The integer example from this chapter is the closest to my own interests, showing how integers can be defined using naturals in an interesting way: an integer is a natural together with a sign which is unit (trivial) if the natural is zero but has Boolean type otherwise, i.e. the type of the sign is dependent on the value of the natural, leading to the following type declaration and definition of ℤ [taken from here].


ℤ-pos-t : ℕ → Set
ℤ-pos-t 0 = ⊤
ℤ-pos-t (suc _) = 𝔹

data ℤ : Set where
mkℤ : (n : ℕ) → ℤ-pos-t n → ℤ



I had followed through the discussion in the book easily, but came totally unstuck when trying to implement a seemingly obvious exercise I set myself: prove that integer multiplication commutes using a pre-existing proof of the commutativity of multiplication over the naturals.

I had defined integer multiplication as:


_*ℤ_ : ℤ → ℤ → ℤ
_*ℤ_ (mkℤ 0 _)        _                = mkℤ 0 triv
_*ℤ_ (mkℤ (suc n) _)  (mkℤ 0 _)        = mkℤ 0 triv
_*ℤ_ (mkℤ (suc n) sn) (mkℤ (suc m) sm) = mkℤ ((suc n) * (suc m)) (sn xor sm)

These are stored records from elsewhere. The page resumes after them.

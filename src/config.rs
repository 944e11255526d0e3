//! Configuration of the replay tool.
//!
//! Options come from the command line via clap, or from environment
//! variables with the `JPIP_` prefix:
//!
//! - `JPIP_INPUT` - File to replay
//! - `JPIP_CHUNK_SIZE` - Bytes per delivered chunk (default: 4096)
//! - `JPIP_OVERLAP` - Bytes re-sent before each chunk (default: 0)
//! - `JPIP_ORDER` - sequential, reverse or interleaved (default: interleaved)
//! - `JPIP_CHANNELS` - Concurrent channels (default: 4)
//! - `JPIP_NEW_JOBS` - Size of the scheduler's recent-job list (default: 20)
//! - `JPIP_RERANK_INTERVAL` - Schedules between re-ranks (default: 20)
//! - `JPIP_GUARANTEED_CHANNELS` - Channels kept for high priority (default: 0)
//! - `JPIP_GUARANTEED_PRIORITY` - Priority allowed to use them (default: 0)
//! - `JPIP_LATENCY_MS` - Simulated round trip per chunk (default: 0)

use std::path::PathBuf;
use std::time::Duration;

use clap::Parser;

use crate::replay::{ChunkOrder, ReplaySettings};
use crate::scheduler::{SchedulerOptions, DEFAULT_NUM_JOBS_BEFORE_RERANK, DEFAULT_NUM_NEW_JOBS};

// =============================================================================
// Default Values
// =============================================================================

/// Default chunk size in bytes.
pub const DEFAULT_CHUNK_SIZE: usize = 4096;

/// Default number of channels.
pub const DEFAULT_CHANNELS: usize = 4;

/// Largest accepted chunk size (16MB).
pub const MAX_CHUNK_SIZE: usize = 16 * 1024 * 1024;

// =============================================================================
// CLI Arguments
// =============================================================================

/// JPIP Streamer - replay a file as out-of-order chunk deliveries.
///
/// Cuts the file into overlapping chunks, schedules their delivery over a
/// bounded set of channels and checks that the databin store rebuilds the
/// file exactly.
#[derive(Parser, Debug, Clone)]
#[command(name = "jpip-streamer")]
#[command(author, version, about, long_about = None)]
pub struct Config {
    /// File to replay.
    #[arg(env = "JPIP_INPUT")]
    pub input: PathBuf,

    // =========================================================================
    // Delivery
    // =========================================================================
    /// Bytes per delivered chunk.
    #[arg(long, default_value_t = DEFAULT_CHUNK_SIZE, env = "JPIP_CHUNK_SIZE")]
    pub chunk_size: usize,

    /// Bytes re-sent before each chunk boundary.
    #[arg(long, default_value_t = 0, env = "JPIP_OVERLAP")]
    pub overlap: usize,

    /// Order in which chunks are submitted.
    #[arg(long, value_enum, default_value_t = ChunkOrder::Interleaved, env = "JPIP_ORDER")]
    pub order: ChunkOrder,

    /// Simulated round trip per chunk, in milliseconds.
    #[arg(long, default_value_t = 0, env = "JPIP_LATENCY_MS")]
    pub latency_ms: u64,

    // =========================================================================
    // Scheduler
    // =========================================================================
    /// Number of concurrent channels.
    #[arg(short, long, default_value_t = DEFAULT_CHANNELS, env = "JPIP_CHANNELS")]
    pub channels: usize,

    /// Jobs kept in the scheduler's recent list before aging out.
    #[arg(long, default_value_t = DEFAULT_NUM_NEW_JOBS, env = "JPIP_NEW_JOBS")]
    pub new_jobs: usize,

    /// Schedules between two re-ranks of waiting jobs.
    #[arg(long, default_value_t = DEFAULT_NUM_JOBS_BEFORE_RERANK, env = "JPIP_RERANK_INTERVAL")]
    pub rerank_interval: usize,

    /// Channels reserved for high-priority chunks.
    #[arg(long, default_value_t = 0, env = "JPIP_GUARANTEED_CHANNELS")]
    pub guaranteed_channels: usize,

    /// Minimum priority allowed to use reserved channels.
    #[arg(long, default_value_t = 0, env = "JPIP_GUARANTEED_PRIORITY")]
    pub guaranteed_priority: i32,

    // =========================================================================
    // Output
    // =========================================================================
    /// Print the summary as JSON.
    #[arg(long, default_value_t = false)]
    pub json: bool,

    /// Enable verbose logging (debug level).
    #[arg(short, long, default_value_t = false)]
    pub verbose: bool,
}

impl Config {
    /// Validate the configuration and return an error message if invalid.
    pub fn validate(&self) -> Result<(), String> {
        if self.chunk_size == 0 || self.chunk_size > MAX_CHUNK_SIZE {
            return Err(format!(
                "chunk_size must be between 1 and {} bytes",
                MAX_CHUNK_SIZE
            ));
        }

        if self.overlap >= self.chunk_size {
            return Err("overlap must be smaller than chunk_size".to_string());
        }

        if self.channels == 0 {
            return Err("channels must be greater than 0".to_string());
        }

        // With every channel reserved, low-priority chunks would never run.
        if self.guaranteed_channels >= self.channels {
            return Err(format!(
                "guaranteed_channels ({}) must be smaller than channels ({})",
                self.guaranteed_channels, self.channels
            ));
        }

        if self.rerank_interval == 0 {
            return Err("rerank_interval must be greater than 0".to_string());
        }

        Ok(())
    }

    pub fn scheduler_options(&self) -> SchedulerOptions {
        SchedulerOptions::named("replay")
            .with_num_new_jobs(self.new_jobs)
            .with_rerank_interval(self.rerank_interval)
            .with_guaranteed_resources(self.guaranteed_channels, self.guaranteed_priority)
    }

    pub fn replay_settings(&self) -> ReplaySettings {
        ReplaySettings {
            chunk_size: self.chunk_size,
            overlap: self.overlap,
            order: self.order,
            channels: self.channels,
            scheduler: self.scheduler_options(),
            latency: Duration::from_millis(self.latency_ms),
        }
    }
}

// =============================================================================
// Tests
// =============================================================================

where triv is the single inhabitant of the ⊤ type.  I had therefore naively assumed that one could simply write the proof as:

*ℤcommutes (mkℤ 0 _)        (mkℤ 0 _) = refl
*ℤcommutes (mkℤ 0 _) (mkℤ (suc bN) _) = refl
*ℤcommutes (mkℤ (suc aN) _) (mkℤ 0 _) = refl
*ℤcommutes (mkℤ (suc a) sa) (mkℤ (suc b) sb) rewrite xor-comm sa sb | (*comm (suc a) (suc b)) = refl


However, this fails – for the final pattern – for a very interesting reason that was, however, totally incomprehensible to me at first. Agda reports:

𝔹 !=< ℤ-pos-t w of type Set
when checking that the type
(b a w : ℕ) →
w ≡ suc (a + b * suc a) →
(sa sb : 𝔹) →
mkℤ w (sb xor sa) ≡ mkℤ (suc (a + b * suc a)) (sb xor sa)
of the generated with function is well-formed


“Huh? ‘Generated with function?'”

Thus began a small odyssey of Easter holiday evenings spent learning how rewrites are implemented as withs, and how withs in turn are implemented using generated auxiliary functions. I found Norrell and Chapman’s tutorial, together with the good quality documentation provided me with the necessary additional background required to teach myself what was going on here and to produce a final, working proof:


*ℤcommutes : ∀ (a b : ℤ) → a *ℤ b ≡ b *ℤ a
*ℤcommutes (mkℤ 0 _)        (mkℤ 0 _)        = refl
*ℤcommutes (mkℤ 0 _)        (mkℤ (suc m) sm) = refl
*ℤcommutes (mkℤ (suc n) _)  (mkℤ 0 _)        = refl
*ℤcommutes (mkℤ (suc n) sn) (mkℤ (suc m) sm)
with m + n * suc m | *comm (suc n) (suc m)
... | .(n + m * suc n) | refl rewrite xor-comm sn sm = refl



I have mixed feelings about this experience. On the one hand, I’ve learnt a lot about Agda specifically (and dependent types in general) by being forced to go through this process to understand what’s going on under the hood. On the other hand, this seems like a lot of hoops to jump through for this simple proof, and the book under review didn’t have all the answers I was looking for to solve the exercise. I don’t see the latter point as a big deal, but if you’re going to do your explorations on holiday, make sure you have a wifi connection available so you can look beyond the book for help!

## Selected Topics

The remainder of the book is eclectic but interesting.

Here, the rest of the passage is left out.